::: DATA TO PROCESS :::
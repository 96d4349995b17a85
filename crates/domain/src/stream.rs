use serde::{Deserialize, Serialize};
use std::pin::Pin;

/// A boxed async stream, used for LLM streaming responses.
pub type BoxStream<'a, T> = Pin<Box<dyn futures_core::Stream<Item = T> + Send + 'a>>;

/// Events emitted during LLM streaming (provider-agnostic).
#[derive(Debug, Clone, Serialize)]
#[serde(tag = "type")]
pub enum StreamEvent {
    /// A text token chunk.
    #[serde(rename = "token")]
    Token { text: String },

    /// A tool call has started.
    #[serde(rename = "tool_call_started")]
    ToolCallStarted { call_id: String, tool_name: String },

    /// Incremental tool call argument data.
    #[serde(rename = "tool_call_delta")]
    ToolCallDelta { call_id: String, delta: String },

    /// A tool call is complete with full arguments.
    #[serde(rename = "tool_call_finished")]
    ToolCallFinished {
        call_id: String,
        tool_name: String,
        arguments: serde_json::Value,
    },

    /// Stream is finished.
    #[serde(rename = "done")]
    Done {
        usage: Option<Usage>,
        finish_reason: Option<String>,
    },

    /// An error occurred during streaming.
    #[serde(rename = "error")]
    Error { message: String },
}

/// Token usage for a completion, including prompt-cache accounting.
///
/// `cache_read_tokens` and `cache_write_tokens` are non-overlapping with
/// `input_tokens`: a provider that reports cached tokens subtracts them from
/// the regular input count before it reaches this struct.
#[derive(Debug, Clone, Copy, Default, Serialize, Deserialize)]
pub struct Usage {
    pub input_tokens: u32,
    pub output_tokens: u32,
    #[serde(default)]
    pub cache_read_tokens: u32,
    #[serde(default)]
    pub cache_write_tokens: u32,
}

impl Usage {
    pub fn total_tokens(&self) -> u32 {
        self.input_tokens + self.output_tokens + self.cache_read_tokens + self.cache_write_tokens
    }

    pub fn merge(&mut self, other: &Usage) {
        self.input_tokens += other.input_tokens;
        self.output_tokens += other.output_tokens;
        self.cache_read_tokens += other.cache_read_tokens;
        self.cache_write_tokens += other.cache_write_tokens;
    }
}

#[cfg(test)]
mod tests {
    use super::*;

    #[test]
    fn usage_merge_accumulates_all_four_counters() {
        let mut a = Usage {
            input_tokens: 10,
            output_tokens: 5,
            cache_read_tokens: 2,
            cache_write_tokens: 1,
        };
        let b = Usage {
            input_tokens: 3,
            output_tokens: 4,
            cache_read_tokens: 0,
            cache_write_tokens: 6,
        };
        a.merge(&b);
        assert_eq!(a.input_tokens, 13);
        assert_eq!(a.output_tokens, 9);
        assert_eq!(a.cache_read_tokens, 2);
        assert_eq!(a.cache_write_tokens, 7);
    }

    #[test]
    fn total_tokens_sums_all_counters() {
        let u = Usage {
            input_tokens: 100,
            output_tokens: 50,
            cache_read_tokens: 20,
            cache_write_tokens: 10,
        };
        assert_eq!(u.total_tokens(), 180);
    }
}
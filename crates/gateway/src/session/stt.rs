//! Outbound WebSocket client for the STT provider.

use futures_util::{SinkExt, StreamExt};
use serde::Deserialize;
use tokio_tungstenite::tungstenite::client::IntoClientRequest;
use tokio_tungstenite::tungstenite::http::HeaderValue;
use tokio_tungstenite::tungstenite::Message;
use tokio_tungstenite::{MaybeTlsStream, WebSocketStream};

use va_domain::config::SttConfig;
use va_domain::error::{Error, Result};

pub type SttSink = futures_util::stream::SplitSink<WebSocketStream<MaybeTlsStream<tokio::net::TcpStream>>, Message>;
pub type SttSource = futures_util::stream::SplitStream<WebSocketStream<MaybeTlsStream<tokio::net::TcpStream>>>;

/// Query parameters the client selects STT settings with.
#[derive(Debug, Clone, Deserialize)]
pub struct SttParams {
    pub model: Option<String>,
    pub sample_rate: Option<u32>,
    pub encoding: Option<String>,
    pub end_of_turn_threshold: Option<f64>,
}

/// One STT progress event. `event` is one of `StartOfTurn`, `Update`,
/// `EagerEndOfTurn`, `TurnResumed`, `EndOfTurn`.
#[derive(Debug, Clone, Deserialize)]
pub struct TurnInfo {
    pub event: String,
    #[serde(default)]
    pub transcript: String,
    #[serde(default)]
    pub confidence: f64,
}

fn build_url(cfg: &SttConfig, params: &SttParams) -> String {
    let mut pairs = Vec::new();
    if let Some(model) = &params.model {
        pairs.push(format!("model={model}"));
    }
    if let Some(rate) = params.sample_rate {
        pairs.push(format!("sample_rate={rate}"));
    }
    if let Some(encoding) = &params.encoding {
        pairs.push(format!("encoding={encoding}"));
    }
    if let Some(threshold) = params.end_of_turn_threshold {
        pairs.push(format!("end_of_turn_threshold={threshold}"));
    }

    if pairs.is_empty() {
        cfg.url.clone()
    } else {
        let separator = if cfg.url.contains('?') { '&' } else { '?' };
        format!("{}{}{}", cfg.url, separator, pairs.join("&"))
    }
}

/// Open the STT connection, retrying up to `max_reconnect_attempts` times
/// with `reconnect_gap_ms` between attempts.
pub async fn connect(
    cfg: &SttConfig,
    params: &SttParams,
) -> Result<WebSocketStream<MaybeTlsStream<tokio::net::TcpStream>>> {
    let url = build_url(cfg, params);
    let mut last_err = None;

    for attempt in 0..cfg.max_reconnect_attempts {
        if attempt > 0 {
            tokio::time::sleep(std::time::Duration::from_millis(cfg.reconnect_gap_ms)).await;
        }

        let mut request = match url.clone().into_client_request() {
            Ok(r) => r,
            Err(e) => {
                last_err = Some(Error::Other(e.to_string()));
                continue;
            }
        };
        let auth = format!("Bearer {}", cfg.api_key);
        if let Ok(value) = HeaderValue::from_str(&auth) {
            request.headers_mut().insert("Authorization", value);
        }

        match tokio_tungstenite::connect_async(request).await {
            Ok((stream, _)) => return Ok(stream),
            Err(e) => {
                tracing::warn!(attempt, error = %e, "stt connection attempt failed");
                last_err = Some(Error::Http(e.to_string()));
            }
        }
    }

    Err(last_err.unwrap_or_else(|| Error::Other("stt connection failed".into())))
}

/// Split a connected STT stream into its write and read halves.
pub fn split(
    stream: WebSocketStream<MaybeTlsStream<tokio::net::TcpStream>>,
) -> (SttSink, SttSource) {
    stream.split()
}

/// Try to parse a `TurnInfo` out of a raw STT text frame. Non-`TurnInfo`
/// frames (acks, pings) fail to parse and are just passed through as
/// `flux_event` without further inspection.
pub fn parse_turn_info(text: &str) -> Option<TurnInfo> {
    serde_json::from_str(text).ok()
}

pub async fn forward_audio(sink: &mut SttSink, frame: Vec<u8>) -> Result<()> {
    sink.send(Message::Binary(frame)).await.map_err(|e| Error::Http(e.to_string()))
}

pub async fn close(sink: &mut SttSink) {
    let _ = sink.close().await;
}
//! The Agent Loop: turns one user query into a streamed, tool-using
//! conversation with the LLM Adapter, persisting the result to History.

use std::collections::HashMap;
use std::sync::Arc;
use std::time::Duration;

use chrono::Utc;
use futures_util::StreamExt;
use serde_json::Value;
use tokio::sync::mpsc;

use va_domain::config::{AgentConfig, ModelPricing};
use va_domain::error::{Error, Result};
use va_domain::history::{ConversationMessage, MessageRole, ToolResultRecord};
use va_domain::stream::{StreamEvent, Usage};
use va_domain::tool::{ContentPart, Message, MessageContent, Role, ToolCall, ToolDefinition};
use va_providers::{ChatRequest, LlmProvider};
use va_store::history_store::validate_turn_sequence;
use va_store::{HistoryStore, TaskStore};

use super::cancel::CancelToken;
use super::tools::{build_tool_definitions, dispatch_tool};

/// Events forwarded to the Session Orchestrator as the loop progresses.
#[derive(Debug, Clone)]
pub enum AgentEvent {
    Text { text: String },
    ToolUseStart { name: String },
    ToolUse { name: String, args: Value },
    ToolResult { name: String, envelope: Value },
    UiCommand(Value),
    Done { cost_usd: f64 },
    Error { message: String },
}

struct IterationOutcome {
    tool_calls: Vec<ToolCall>,
    tool_results: Vec<ToolResultRecord>,
    finish_reason: Option<String>,
    usage: Option<Usage>,
    cancelled: bool,
    error: Option<Error>,
}

pub struct AgentLoop {
    pub llm: Arc<dyn LlmProvider>,
    pub task_store: Arc<TaskStore>,
    pub history_store: Arc<HistoryStore>,
    pub agent_config: AgentConfig,
    pub cost_table: HashMap<String, ModelPricing>,
    pub model: String,
}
:::
To answer, report how many lines of the listing contain the word "SttSource", as a number with nothing else.

2